ビデオの最後にはアルバムの告知が流れる。思えば、『LIFE IS WAVY』には宇宙的なモチーフが数多く登場する。#1「OK, COOL(feat. VERBAL)」のミュージックビデオでは、(ラストのオチはあるが)仲間とともに宇宙船からお送りしている。他楽曲においては以下の通り。

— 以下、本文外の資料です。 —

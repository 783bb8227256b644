//! Shared helpers for the end-to-end tests

#[allow(dead_code)]
pub mod config;
#[allow(dead_code)]
pub mod fixtures;

#[allow(unused_imports)]
pub use config::*;
#[allow(unused_imports)]
pub use fixtures::*;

“ 宇宙に行こう 太陽に挨拶 ” – BLIND(feat. Jay Park)
“ 俺稼いでまとめて火星まで行く” – Blessed
“ 先の道向かう君と 俺ら月の裏まで飛んでくよ ” – Donut
ここで、今作のジャケットをもう一度見て欲しい。VERDYによる、JP THE WAVYをエイリアン的にデフォルメしたキャラクターがそこには描かれている。宇宙的なモチーフはJP THE WAVY自身にまで施されているのだ。ここで1つの仮定が生まれる。「もしも彼が宇宙人だとしたら…。」
この仮定が正しいとすると、自然と我々がそのスタイルに魅せられることに納得がいく。これまでに指摘したようにファッションセンスやダンス、そして価値観に至るまで彼は新たなスタイルを日本のヒップホップ界に提示し続けている。そして、そのどれもがクールであった。JP THE WAVYは、私たちが知らないところから来て、まだ見ぬ先へと向かっているのだ。本人曰く、その先というのはどうやら世界の果てなんてものではないらしい。